* _DATA SUPPLIED_
|---|
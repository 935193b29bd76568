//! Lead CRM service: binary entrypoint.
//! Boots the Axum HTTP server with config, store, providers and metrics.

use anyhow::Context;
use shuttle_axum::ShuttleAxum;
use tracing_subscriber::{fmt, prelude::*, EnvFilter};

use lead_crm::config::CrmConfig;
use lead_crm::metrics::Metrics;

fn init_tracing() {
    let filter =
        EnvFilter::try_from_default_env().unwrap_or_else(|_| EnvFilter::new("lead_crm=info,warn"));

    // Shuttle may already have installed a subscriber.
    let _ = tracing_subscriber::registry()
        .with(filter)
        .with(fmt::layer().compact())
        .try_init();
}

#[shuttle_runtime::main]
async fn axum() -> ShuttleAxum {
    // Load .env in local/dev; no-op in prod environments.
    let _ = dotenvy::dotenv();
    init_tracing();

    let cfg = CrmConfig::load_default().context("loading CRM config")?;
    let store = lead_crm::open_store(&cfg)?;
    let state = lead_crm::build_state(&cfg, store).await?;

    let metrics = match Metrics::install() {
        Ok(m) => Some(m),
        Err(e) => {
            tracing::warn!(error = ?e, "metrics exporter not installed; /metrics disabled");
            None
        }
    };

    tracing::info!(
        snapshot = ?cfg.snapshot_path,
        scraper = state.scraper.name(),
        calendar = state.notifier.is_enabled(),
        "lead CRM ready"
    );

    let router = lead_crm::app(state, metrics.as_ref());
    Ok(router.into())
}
|---|
* _WHAT YOU NEED TO DO_
Transcribe every record exactly, keeping each line as it is.

* _TASK OUTPUT_
repository 935193b29bd76568
//! Lead CRM service: binary entrypoint.
//! Boots the Axum HTTP server with config, store, providers and metrics.

use anyhow::Context;
use shuttle_axum::ShuttleAxum;
use tracing_subscriber::{fmt, prelude::*, EnvFilter};

use lead_crm::config::CrmConfig;
use lead_crm::metrics::Metrics;

fn init_tracing() {
    let filter =
        EnvFilter::try_from_default_env().unwrap_or_else(|_| EnvFilter::new("lead_crm=info,warn"));

    // Shuttle may already have installed a subscriber.
    let _ = tracing_subscriber::registry()
        .with(filter)
        .with(fmt::layer().compact())
        .try_init();
}

#[shuttle_runtime::main]
async fn axum() -> ShuttleAxum {
    // Load .env in local/dev; no-op in prod environments.
    let _ = dotenvy::dotenv();
    init_tracing();

    let cfg = CrmConfig::load_default().context("loading CRM config")?;
    let store = lead_crm::open_store(&cfg)?;
    let state = lead_crm::build_state(&cfg, store).await?;

    let metrics = match Metrics::install() {
        Ok(m) => Some(m),
        Err(e) => {
            tracing::warn!(error = ?e, "metrics exporter not installed; /metrics disabled");
            None
        }
    };

    tracing::info!(
        snapshot = ?cfg.snapshot_path,
        scraper = state.scraper.name(),
        calendar = state.notifier.is_enabled(),
        "lead CRM ready"
    );

    let router = lead_crm::app(state, metrics.as_ref());
    Ok(router.into())
}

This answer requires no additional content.